Notable quotes & metaphors

  • "Dancing in shackles" — the lived metaphor for creativity under constraint.
  • "Vagueness is purposeful" — rules are intentionally fuzzy to encourage self-censorship and permit discretionary enforcement.
  • "We allowed too much of technology to be centralized" — Liu’s succinct diagnosis connecting U.S./China similarities.
  • Dolores Umbridge analogy — vague decrees that provoke over-compliance and anxiety among implementers.

Concrete takeaways

  • Censorship in China is not only top-down deletion; it’s a mixed system of directives, platform self-policing, algorithmic filtering, human moderation, and grassroots flooding.
  • Many social behaviors seen in the U.S. (mob behavior, fandom coordination, disinformation tactics) are mirrored in China — the platform architecture and incentives drive similarities across regimes.
  • Centralization of tech (whether corporate or state) is the structural problem that enables control, manipulation, and the tribalizing effects of social media.
  • AI will make content management easier and faster — but also create new governance challenges. China's algorithm registry is a notable, distinctive policy approach worth studying.

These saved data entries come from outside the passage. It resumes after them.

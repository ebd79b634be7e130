//! Document Composition
//!
//! Turns a blueprint into an ordered document. Structural problems abort
//! composition; anything that goes wrong inside a single page only turns
//! that page into a placeholder.

use chrono::{DateTime, Utc};
use rayon::prelude::*;
use serde::{Deserialize, Serialize};
use serde_json::json;
use thiserror::Error;
use uuid::Uuid;

use crate::blueprint::{Blueprint, BlueprintError, ComponentSnapshot, SlideBlueprintEntry};
use crate::components::ComponentId;
use crate::draw::{Canvas, Frame, Page, LOGO_FRAME};
use crate::executor::{Executor, PageSpec};
use crate::hashing::compute_manifest_hash;
use crate::pdf::{write_pdf, PdfError};
use crate::registry::ComponentRegistry;
use crate::theme::Theme;
use crate::ENGINE_VERSION;

pub const PRODUCER: &str = "DeckForge";
pub const SUBJECT: &str = "Generated Presentation";
pub const DEFAULT_TITLE: &str = "Presentation";

#[derive(Debug, Error)]
pub enum CompositionError {
    #[error(transparent)]
    Blueprint(#[from] BlueprintError),

    #[error("Component {component_id} at position {position} has no snapshot and is not registered")]
    Unresolved { position: usize, component_id: ComponentId },

    #[error("Manifest could not be hashed: {0}")]
    Manifest(#[from] serde_json::Error),
}

#[derive(Debug, Clone, PartialEq, Serialize, Deserialize)]
pub struct DocumentMetadata {
    pub title: String,
    pub author: String,
    pub producer: String,
    pub subject: String,
    pub created_at: DateTime<Utc>,
}

impl DocumentMetadata {
    pub fn new(title: &str) -> Self {
        Self {
            title: title.to_string(),
            author: PRODUCER.to_string(),
            producer: PRODUCER.to_string(),
            subject: SUBJECT.to_string(),
            created_at: Utc::now(),
        }
    }
}

#[derive(Debug, Clone, Serialize, Deserialize)]
pub struct Document {
    pub id: Uuid,
    pub metadata: DocumentMetadata,
    pub canvas: Canvas,
    pub theme: Theme,
    pub pages: Vec<Page>,
    /// Hash over the engine version, theme and every page's render key.
    pub manifest_hash: String,
}

impl Document {
    pub fn page_count(&self) -> usize {
        self.pages.len()
    }

    pub fn placeholder_count(&self) -> usize {
        self.pages.iter().filter(|p| p.is_placeholder()).count()
    }

    pub fn to_pdf(&self) -> Result<Vec<u8>, PdfError> {
        write_pdf(self)
    }
}

pub struct DocumentCompositor {
    registry: ComponentRegistry,
    executor: Executor,
    parallel: bool,
}

impl DocumentCompositor {
    pub fn new(registry: ComponentRegistry, executor: Executor) -> Self {
        Self { registry, executor, parallel: true }
    }

    /// Render pages on the rayon pool (the default) or sequentially.
    pub fn parallel(mut self, parallel: bool) -> Self {
        self.parallel = parallel;
        self
    }

    pub fn compose(&self, blueprint: &Blueprint, theme: &Theme) -> Result<Document, CompositionError> {
        self.compose_titled(blueprint, theme, DEFAULT_TITLE)
    }

    pub fn compose_titled(
        &self,
        blueprint: &Blueprint,
        theme: &Theme,
        title: &str,
    ) -> Result<Document, CompositionError> {
        blueprint.check()?;

        let mut entries: Vec<_> = blueprint.entries().iter().collect();
        entries.sort_by_key(|e| e.position);

        // Resolve everything up front so a missing component fails the
        // document before any page is rendered.
        let resolved = entries
            .into_iter()
            .map(|entry| {
                let snapshot = match &entry.snapshot {
                    Some(snapshot) => snapshot.clone(),
                    None => self
                        .registry
                        .get(&entry.component_id)
                        .map(|c| ComponentSnapshot::from(&c))
                        .map_err(|_| CompositionError::Unresolved {
                            position: entry.position,
                            component_id: entry.component_id.clone(),
                        })?,
                };
                Ok::<_, CompositionError>((entry, snapshot))
            })
            .collect::<Result<Vec<_>, CompositionError>>()?;

        let logo = self.logo_frame(theme);
        let render = |(entry, snapshot): &(&SlideBlueprintEntry, ComponentSnapshot)| {
            let mut page = self.executor.render_page(
                PageSpec {
                    position: entry.position,
                    component_id: &entry.component_id,
                    program: &snapshot.render_program,
                    schema: &snapshot.data_schema,
                    engine_min_version: &snapshot.engine_min_version,
                    data: &entry.data,
                },
                theme,
            );
            page.logo = logo;
            page
        };
        let pages: Vec<Page> = if self.parallel {
            resolved.par_iter().map(&render).collect()
        } else {
            resolved.iter().map(&render).collect()
        };

        let manifest = json!({
            "engine": ENGINE_VERSION,
            "theme": theme,
            "pages": pages
                .iter()
                .map(|p| json!({ "position": p.position, "componentId": p.component_id, "renderKey": p.render_key }))
                .collect::<Vec<_>>(),
        });
        let document = Document {
            id: Uuid::new_v4(),
            metadata: DocumentMetadata::new(title),
            canvas: self.executor.canvas(),
            theme: theme.clone(),
            manifest_hash: compute_manifest_hash(&manifest)?,
            pages,
        };

        let placeholders = document.placeholder_count();
        if placeholders > 0 {
            tracing::warn!(placeholders, pages = document.page_count(), "document composed with placeholder pages");
        }
        tracing::info!(id = %document.id, pages = document.page_count(), manifest = %document.manifest_hash, "document composed");
        Ok(document)
    }

    /// Logo placement when the theme logo is a decodable image.
    fn logo_frame(&self, theme: &Theme) -> Option<Frame> {
        let logo = theme.logo.as_ref()?;
        let usable = logo
            .decode()
            .map_err(|e| e.to_string())
            .and_then(|bytes| image::guess_format(&bytes).map(|_| ()).map_err(|e| e.to_string()));
        match usable {
            Ok(()) => Some(LOGO_FRAME),
            Err(error) => {
                tracing::warn!(%error, "theme logo ignored");
                None
            }
        }
    }
}

#[cfg(test)]
mod tests {
    use super::*;
    use crate::draw::{DrawOp, FAILURE_TEXT};
    use crate::library::{core_components, seed};
    use crate::theme::Logo;
    use serde_json::json;

    fn compositor() -> (ComponentRegistry, DocumentCompositor) {
        let registry = ComponentRegistry::in_memory();
        seed(&registry).unwrap();
        let compositor = DocumentCompositor::new(registry.clone(), Executor::default());
        (registry, compositor)
    }

    fn entry(position: usize, id: &str, data: serde_json::Value) -> SlideBlueprintEntry {
        let component = core_components().unwrap().into_iter().find(|c| c.id == id).unwrap();
        SlideBlueprintEntry::new(position, &component, data)
    }

    #[test]
    fn pages_follow_positions_and_carry_background() {
        let (_, compositor) = compositor();
        let blueprint = Blueprint::from_entries(vec![
            entry(1, "core.thank-you", json!({ "message": "Thank You" })),
            entry(0, "core.minimal-cover", json!({ "title": "Deck" })),
        ]);
        let document = compositor.compose(&blueprint, &Theme::default()).unwrap();
        let ids: Vec<_> = document.pages.iter().map(|p| p.component_id.as_str()).collect();
        assert_eq!(ids, vec!["core.minimal-cover", "core.thank-you"]);
        assert!(document.pages.iter().all(|p| p.background.as_str() == "FFFFFF"));
        assert_eq!(document.metadata.subject, SUBJECT);
        assert_eq!(document.metadata.author, PRODUCER);
        assert_eq!(document.placeholder_count(), 0);
    }

    #[test]
    fn failing_page_is_isolated() {
        let (_, compositor) = compositor();
        let blueprint = Blueprint::from_entries(vec![
            entry(0, "core.minimal-cover", json!({ "title": "Deck" })),
            entry(1, "core.kpi-dashboard", json!({ "title": "KPIs" })),
            entry(2, "core.thank-you", json!({})),
        ]);
        let document = compositor.compose(&blueprint, &Theme::default()).unwrap();
        assert_eq!(document.page_count(), 3);
        assert!(document.pages[1].is_placeholder());
        assert!(matches!(&document.pages[1].ops[0], DrawOp::Text(t) if t.text == FAILURE_TEXT));
        assert!(!document.pages[0].is_placeholder());
        assert!(!document.pages[2].is_placeholder());
    }

    #[test]
    fn unresolvable_component_is_structural() {
        let (_, compositor) = compositor();
        let mut ghost = entry(0, "core.minimal-cover", json!({ "title": "x" }));
        ghost.component_id = "ghost".to_string();
        ghost.snapshot = None;
        let err = compositor.compose(&Blueprint::from_entries(vec![ghost]), &Theme::default()).unwrap_err();
        assert!(matches!(err, CompositionError::Unresolved { position: 0, .. }));

        let err = compositor.compose(&Blueprint::new(), &Theme::default()).unwrap_err();
        assert!(matches!(err, CompositionError::Blueprint(BlueprintError::Empty)));
    }

    #[test]
    fn snapshot_wins_over_registry() {
        let (_, compositor) = compositor();
        let mut stored = entry(0, "core.minimal-cover", json!({ "title": "x" }));
        if let Some(snapshot) = stored.snapshot.as_mut() {
            snapshot.render_program = Default::default();
        }
        let document = compositor.compose(&Blueprint::from_entries(vec![stored]), &Theme::default()).unwrap();
        assert!(document.pages[0].ops.is_empty());
    }

    #[test]
    fn sequential_and_parallel_agree() {
        let (registry, parallel) = compositor();
        let sequential = DocumentCompositor::new(registry, Executor::default()).parallel(false);
        let blueprint = Blueprint::from_entries(vec![
            entry(0, "core.minimal-cover", json!({ "title": "Deck" })),
            entry(1, "core.full-text-narrative", json!({ "title": "Why", "content": "Because" })),
        ]);
        let a = parallel.compose(&blueprint, &Theme::default()).unwrap();
        let b = sequential.compose(&blueprint, &Theme::default()).unwrap();
        assert_eq!(a.pages, b.pages);
        assert_eq!(a.manifest_hash, b.manifest_hash);
    }

    #[test]
    fn undecodable_logo_is_skipped() {
        let (_, compositor) = compositor();
        let theme = Theme { logo: Some(Logo { data_base64: "!!!".into() }), ..Theme::default() };
        let blueprint = Blueprint::from_entries(vec![entry(0, "core.minimal-cover", json!({ "title": "Deck" }))]);
        let document = compositor.compose(&blueprint, &theme).unwrap();
        assert_eq!(document.pages[0].logo, None);
        assert!(!document.to_pdf().unwrap().is_empty());
    }
}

Recommended next steps / resources

  • Read: Yiling Liu, The Wall Dancers: Searching for Freedom and Connection on the Chinese Internet.
  • Follow: Yiling Liu (@yilingliu95) and nonprofit China Digital Times for translations and decoding of Chinese netizen slang and censorship tactics.
  • Experiment: If you want first-hand exposure, you can open a Weibo account (requires Chinese language skills for best experience) and observe content dynamics and code-words in context.
  • For scholars/policymakers: study algorithm registries and explore more auditable governance mechanisms for recommendation systems in your jurisdiction.

Final note

The episode reframes common assumptions: neither state censorship nor market-driven platform power alone explains online harms — incentives baked into centralized systems plus human social behavior produce remarkable cross-border similarities. Yiling Liu’s people-centered reporting makes those mechanisms tangible and shows how everyday creativity, fandom tactics, and governance choices shape what billions see and say online.